→ **Exercise directions**
Lift out each line of the data that holds "DialogManager".

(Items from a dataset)
>>>>

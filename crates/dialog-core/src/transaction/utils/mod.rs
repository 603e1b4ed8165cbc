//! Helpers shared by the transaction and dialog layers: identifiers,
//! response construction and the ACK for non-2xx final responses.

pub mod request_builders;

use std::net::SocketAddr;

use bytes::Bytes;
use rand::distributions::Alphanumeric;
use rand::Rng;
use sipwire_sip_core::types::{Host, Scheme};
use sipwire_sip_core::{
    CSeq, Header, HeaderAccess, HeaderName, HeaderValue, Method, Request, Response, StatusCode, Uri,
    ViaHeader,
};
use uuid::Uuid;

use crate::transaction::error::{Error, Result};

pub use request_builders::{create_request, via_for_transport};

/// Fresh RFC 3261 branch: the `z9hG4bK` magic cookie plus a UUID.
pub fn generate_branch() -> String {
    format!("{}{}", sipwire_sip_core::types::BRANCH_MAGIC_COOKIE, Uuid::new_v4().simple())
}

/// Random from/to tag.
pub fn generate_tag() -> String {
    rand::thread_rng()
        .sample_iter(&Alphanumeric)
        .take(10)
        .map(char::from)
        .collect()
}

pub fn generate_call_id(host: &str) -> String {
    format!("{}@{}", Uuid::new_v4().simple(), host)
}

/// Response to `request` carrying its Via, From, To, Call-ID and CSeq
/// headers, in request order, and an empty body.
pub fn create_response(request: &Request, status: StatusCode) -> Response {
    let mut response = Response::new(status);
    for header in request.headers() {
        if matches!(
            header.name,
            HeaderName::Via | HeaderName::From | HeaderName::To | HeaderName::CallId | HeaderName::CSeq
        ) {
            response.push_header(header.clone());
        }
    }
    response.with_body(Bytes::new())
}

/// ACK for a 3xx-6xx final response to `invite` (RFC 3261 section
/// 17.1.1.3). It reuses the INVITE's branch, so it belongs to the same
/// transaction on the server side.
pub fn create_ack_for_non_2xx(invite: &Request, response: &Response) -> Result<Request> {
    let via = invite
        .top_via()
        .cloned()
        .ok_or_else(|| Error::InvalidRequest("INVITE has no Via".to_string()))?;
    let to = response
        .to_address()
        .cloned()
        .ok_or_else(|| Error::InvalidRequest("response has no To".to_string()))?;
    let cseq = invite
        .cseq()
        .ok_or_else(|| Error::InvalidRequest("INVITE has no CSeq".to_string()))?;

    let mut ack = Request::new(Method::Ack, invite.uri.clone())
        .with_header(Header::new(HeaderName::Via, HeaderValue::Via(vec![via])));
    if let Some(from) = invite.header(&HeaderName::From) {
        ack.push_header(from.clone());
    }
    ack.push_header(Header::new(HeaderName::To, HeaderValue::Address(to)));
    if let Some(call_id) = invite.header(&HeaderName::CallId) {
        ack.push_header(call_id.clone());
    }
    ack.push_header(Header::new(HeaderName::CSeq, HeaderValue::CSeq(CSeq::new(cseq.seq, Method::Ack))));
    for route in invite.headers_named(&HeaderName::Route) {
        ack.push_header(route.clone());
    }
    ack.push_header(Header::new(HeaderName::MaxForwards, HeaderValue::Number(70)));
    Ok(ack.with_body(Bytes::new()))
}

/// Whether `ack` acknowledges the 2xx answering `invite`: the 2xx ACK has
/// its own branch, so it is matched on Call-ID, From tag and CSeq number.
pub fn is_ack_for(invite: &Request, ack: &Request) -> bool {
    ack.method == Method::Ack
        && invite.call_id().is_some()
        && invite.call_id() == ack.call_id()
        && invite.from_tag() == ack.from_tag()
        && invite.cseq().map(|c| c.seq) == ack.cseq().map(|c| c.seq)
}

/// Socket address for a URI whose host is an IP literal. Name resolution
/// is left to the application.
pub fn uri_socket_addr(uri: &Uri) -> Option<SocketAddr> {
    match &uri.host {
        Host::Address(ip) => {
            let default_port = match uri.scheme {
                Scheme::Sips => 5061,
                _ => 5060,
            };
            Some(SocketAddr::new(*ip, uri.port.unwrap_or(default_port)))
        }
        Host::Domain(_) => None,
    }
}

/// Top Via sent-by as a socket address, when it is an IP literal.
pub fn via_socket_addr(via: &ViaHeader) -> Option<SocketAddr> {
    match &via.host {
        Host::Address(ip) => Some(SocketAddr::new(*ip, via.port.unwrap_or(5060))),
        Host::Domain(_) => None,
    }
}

<<<<
>>>>

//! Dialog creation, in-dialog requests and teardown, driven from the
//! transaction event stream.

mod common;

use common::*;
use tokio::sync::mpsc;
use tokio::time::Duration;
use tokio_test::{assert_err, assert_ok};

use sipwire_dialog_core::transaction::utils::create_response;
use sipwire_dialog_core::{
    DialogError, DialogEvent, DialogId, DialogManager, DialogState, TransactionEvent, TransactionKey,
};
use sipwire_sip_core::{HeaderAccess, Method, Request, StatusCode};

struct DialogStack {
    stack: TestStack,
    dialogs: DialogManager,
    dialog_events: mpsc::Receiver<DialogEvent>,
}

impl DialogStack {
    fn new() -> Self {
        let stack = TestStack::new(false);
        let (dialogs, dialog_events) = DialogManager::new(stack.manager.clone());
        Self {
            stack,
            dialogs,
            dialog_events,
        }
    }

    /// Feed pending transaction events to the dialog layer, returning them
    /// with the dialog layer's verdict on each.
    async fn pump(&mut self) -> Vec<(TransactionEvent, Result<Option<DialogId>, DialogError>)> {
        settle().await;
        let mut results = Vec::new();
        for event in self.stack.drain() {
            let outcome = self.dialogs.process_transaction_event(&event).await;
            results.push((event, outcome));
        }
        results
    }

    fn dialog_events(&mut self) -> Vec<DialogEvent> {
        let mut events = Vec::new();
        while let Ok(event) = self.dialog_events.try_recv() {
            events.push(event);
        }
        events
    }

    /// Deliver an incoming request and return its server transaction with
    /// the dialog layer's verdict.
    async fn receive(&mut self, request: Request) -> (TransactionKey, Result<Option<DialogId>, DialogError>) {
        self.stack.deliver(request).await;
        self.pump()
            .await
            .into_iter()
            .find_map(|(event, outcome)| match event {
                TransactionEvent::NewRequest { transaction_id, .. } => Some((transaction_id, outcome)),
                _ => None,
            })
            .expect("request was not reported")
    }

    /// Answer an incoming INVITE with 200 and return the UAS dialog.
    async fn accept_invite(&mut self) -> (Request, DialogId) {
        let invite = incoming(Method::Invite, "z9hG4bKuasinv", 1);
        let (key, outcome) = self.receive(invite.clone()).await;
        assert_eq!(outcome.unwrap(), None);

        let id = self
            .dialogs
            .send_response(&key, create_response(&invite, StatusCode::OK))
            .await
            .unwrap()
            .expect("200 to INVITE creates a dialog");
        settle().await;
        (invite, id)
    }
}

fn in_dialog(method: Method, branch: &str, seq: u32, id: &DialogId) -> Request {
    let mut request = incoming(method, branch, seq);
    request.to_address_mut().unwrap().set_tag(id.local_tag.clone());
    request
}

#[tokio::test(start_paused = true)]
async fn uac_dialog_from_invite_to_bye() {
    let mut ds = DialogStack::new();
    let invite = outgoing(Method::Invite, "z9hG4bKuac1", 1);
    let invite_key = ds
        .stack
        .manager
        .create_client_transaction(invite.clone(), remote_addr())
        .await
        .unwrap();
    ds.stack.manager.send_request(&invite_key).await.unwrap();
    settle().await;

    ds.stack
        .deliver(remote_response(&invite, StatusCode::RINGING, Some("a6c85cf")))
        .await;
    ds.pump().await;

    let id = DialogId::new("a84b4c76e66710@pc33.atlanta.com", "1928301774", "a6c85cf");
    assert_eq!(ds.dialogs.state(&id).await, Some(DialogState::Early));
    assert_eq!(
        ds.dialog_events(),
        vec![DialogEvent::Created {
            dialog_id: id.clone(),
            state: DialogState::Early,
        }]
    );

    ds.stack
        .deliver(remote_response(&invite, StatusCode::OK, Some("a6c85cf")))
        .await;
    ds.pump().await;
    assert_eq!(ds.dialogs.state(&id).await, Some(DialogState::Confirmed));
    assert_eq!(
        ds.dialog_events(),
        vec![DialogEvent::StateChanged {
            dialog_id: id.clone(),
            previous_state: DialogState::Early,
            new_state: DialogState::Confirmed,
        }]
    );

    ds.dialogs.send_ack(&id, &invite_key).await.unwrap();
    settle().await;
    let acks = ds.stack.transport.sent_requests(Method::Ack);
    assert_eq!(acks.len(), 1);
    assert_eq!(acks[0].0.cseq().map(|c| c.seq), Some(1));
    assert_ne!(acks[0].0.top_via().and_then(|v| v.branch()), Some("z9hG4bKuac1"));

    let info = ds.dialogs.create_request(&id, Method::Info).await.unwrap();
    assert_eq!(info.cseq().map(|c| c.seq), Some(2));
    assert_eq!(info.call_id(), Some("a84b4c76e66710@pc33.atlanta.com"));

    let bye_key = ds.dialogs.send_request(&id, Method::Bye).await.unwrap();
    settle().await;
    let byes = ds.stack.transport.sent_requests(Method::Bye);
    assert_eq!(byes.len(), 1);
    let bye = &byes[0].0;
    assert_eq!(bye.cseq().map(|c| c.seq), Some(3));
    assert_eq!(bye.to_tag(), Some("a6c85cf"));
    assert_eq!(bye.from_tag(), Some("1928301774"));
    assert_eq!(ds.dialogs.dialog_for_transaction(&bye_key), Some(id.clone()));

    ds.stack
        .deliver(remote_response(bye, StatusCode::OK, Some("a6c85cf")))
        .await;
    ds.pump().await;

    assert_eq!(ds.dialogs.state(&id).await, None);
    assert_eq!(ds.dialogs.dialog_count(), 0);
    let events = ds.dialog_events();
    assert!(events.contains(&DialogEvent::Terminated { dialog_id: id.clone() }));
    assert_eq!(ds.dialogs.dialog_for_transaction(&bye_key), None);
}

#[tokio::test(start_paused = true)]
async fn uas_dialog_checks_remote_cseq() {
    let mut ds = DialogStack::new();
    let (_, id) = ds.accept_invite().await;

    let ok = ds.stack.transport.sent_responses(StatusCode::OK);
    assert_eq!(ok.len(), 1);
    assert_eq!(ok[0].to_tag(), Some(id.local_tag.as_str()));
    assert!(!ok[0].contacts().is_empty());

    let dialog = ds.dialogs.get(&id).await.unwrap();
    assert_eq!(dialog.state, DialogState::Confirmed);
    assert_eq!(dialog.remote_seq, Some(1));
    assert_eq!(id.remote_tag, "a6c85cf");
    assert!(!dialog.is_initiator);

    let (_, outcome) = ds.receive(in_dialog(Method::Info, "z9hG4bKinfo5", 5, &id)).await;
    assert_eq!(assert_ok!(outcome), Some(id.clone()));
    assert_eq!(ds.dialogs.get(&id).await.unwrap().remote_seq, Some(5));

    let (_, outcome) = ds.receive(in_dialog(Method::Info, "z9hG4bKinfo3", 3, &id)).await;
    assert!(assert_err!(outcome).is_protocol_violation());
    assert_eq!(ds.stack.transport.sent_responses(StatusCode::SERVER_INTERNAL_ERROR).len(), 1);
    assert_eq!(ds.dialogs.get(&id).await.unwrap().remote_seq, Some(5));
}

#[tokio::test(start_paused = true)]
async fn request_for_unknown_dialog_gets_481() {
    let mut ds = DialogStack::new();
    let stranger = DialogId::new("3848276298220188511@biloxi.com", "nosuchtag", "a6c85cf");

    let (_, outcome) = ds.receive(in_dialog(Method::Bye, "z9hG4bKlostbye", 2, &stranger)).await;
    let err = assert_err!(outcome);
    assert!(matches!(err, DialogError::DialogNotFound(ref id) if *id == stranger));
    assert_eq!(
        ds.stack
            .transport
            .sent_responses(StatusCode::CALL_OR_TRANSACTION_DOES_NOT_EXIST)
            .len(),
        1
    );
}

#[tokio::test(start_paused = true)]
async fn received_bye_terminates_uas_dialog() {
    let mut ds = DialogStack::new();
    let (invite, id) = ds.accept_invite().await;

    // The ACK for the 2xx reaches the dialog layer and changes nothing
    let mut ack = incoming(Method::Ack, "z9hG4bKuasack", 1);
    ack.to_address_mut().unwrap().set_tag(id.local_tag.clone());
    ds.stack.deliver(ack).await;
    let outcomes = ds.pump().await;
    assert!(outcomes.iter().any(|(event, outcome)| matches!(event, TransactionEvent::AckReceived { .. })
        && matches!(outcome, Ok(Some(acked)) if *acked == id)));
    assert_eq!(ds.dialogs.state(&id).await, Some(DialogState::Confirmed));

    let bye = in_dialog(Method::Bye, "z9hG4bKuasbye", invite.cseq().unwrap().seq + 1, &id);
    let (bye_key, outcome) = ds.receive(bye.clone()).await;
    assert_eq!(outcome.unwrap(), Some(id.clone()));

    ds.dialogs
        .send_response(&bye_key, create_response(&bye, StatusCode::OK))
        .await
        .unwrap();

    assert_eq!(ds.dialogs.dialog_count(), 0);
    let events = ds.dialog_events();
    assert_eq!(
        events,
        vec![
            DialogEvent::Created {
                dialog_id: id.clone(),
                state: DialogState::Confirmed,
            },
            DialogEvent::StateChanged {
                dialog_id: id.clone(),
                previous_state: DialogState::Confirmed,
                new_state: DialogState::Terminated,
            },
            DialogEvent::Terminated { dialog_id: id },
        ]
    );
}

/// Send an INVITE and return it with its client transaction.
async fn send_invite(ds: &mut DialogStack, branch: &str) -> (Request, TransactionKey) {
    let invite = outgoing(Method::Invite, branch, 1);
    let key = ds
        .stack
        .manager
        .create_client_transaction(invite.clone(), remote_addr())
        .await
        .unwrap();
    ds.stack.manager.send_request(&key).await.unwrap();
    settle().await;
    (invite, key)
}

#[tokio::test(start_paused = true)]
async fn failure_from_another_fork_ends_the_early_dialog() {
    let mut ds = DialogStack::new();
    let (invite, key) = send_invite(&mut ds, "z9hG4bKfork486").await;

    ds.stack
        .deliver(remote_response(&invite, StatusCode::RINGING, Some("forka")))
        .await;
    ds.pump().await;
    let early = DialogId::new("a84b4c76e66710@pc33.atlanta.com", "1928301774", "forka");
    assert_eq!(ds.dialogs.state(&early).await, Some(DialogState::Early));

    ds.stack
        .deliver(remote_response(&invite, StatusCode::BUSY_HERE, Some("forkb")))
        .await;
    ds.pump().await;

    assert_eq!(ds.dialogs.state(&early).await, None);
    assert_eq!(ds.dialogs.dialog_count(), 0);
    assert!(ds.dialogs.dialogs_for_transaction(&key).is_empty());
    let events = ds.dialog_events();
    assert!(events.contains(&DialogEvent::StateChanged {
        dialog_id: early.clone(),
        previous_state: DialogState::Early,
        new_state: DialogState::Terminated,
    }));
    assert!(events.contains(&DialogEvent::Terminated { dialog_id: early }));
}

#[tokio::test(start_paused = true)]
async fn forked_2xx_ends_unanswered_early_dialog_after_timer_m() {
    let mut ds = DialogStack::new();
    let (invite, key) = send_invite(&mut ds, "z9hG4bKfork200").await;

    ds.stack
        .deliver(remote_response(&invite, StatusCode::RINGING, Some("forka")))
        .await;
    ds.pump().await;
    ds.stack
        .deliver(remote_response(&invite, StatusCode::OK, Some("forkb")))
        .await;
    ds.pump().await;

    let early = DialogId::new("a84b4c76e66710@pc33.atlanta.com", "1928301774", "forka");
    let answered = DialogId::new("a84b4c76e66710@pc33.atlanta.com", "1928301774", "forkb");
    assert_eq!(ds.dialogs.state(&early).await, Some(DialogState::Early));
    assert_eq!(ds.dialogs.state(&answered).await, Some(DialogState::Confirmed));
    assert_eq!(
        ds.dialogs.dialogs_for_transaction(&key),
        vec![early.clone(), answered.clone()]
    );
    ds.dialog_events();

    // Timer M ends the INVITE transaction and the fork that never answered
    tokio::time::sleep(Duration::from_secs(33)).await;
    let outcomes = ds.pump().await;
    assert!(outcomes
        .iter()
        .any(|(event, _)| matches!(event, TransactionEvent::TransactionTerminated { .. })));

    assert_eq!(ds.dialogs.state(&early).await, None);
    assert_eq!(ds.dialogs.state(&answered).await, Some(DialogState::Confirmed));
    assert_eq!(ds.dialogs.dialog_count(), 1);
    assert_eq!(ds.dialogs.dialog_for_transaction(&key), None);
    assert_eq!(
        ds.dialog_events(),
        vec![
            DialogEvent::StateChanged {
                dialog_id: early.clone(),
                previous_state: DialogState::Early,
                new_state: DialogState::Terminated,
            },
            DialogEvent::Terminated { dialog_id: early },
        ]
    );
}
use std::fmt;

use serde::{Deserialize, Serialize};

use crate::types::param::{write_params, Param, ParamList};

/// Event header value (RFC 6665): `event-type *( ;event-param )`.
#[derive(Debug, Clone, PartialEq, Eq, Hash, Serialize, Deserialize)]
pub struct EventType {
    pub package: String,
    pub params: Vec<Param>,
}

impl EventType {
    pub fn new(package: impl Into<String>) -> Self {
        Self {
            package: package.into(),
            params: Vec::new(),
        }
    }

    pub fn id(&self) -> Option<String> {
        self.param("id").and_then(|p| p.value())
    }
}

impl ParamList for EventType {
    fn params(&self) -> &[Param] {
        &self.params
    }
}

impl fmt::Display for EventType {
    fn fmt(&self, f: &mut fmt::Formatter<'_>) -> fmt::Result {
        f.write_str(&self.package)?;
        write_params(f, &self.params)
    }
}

<<<<

→ **Response to this task**
    DialogError, DialogEvent, DialogId, DialogManager, DialogState, TransactionEvent, TransactionKey,
    dialogs: DialogManager,
        let (dialogs, dialog_events) = DialogManager::new(stack.manager.clone());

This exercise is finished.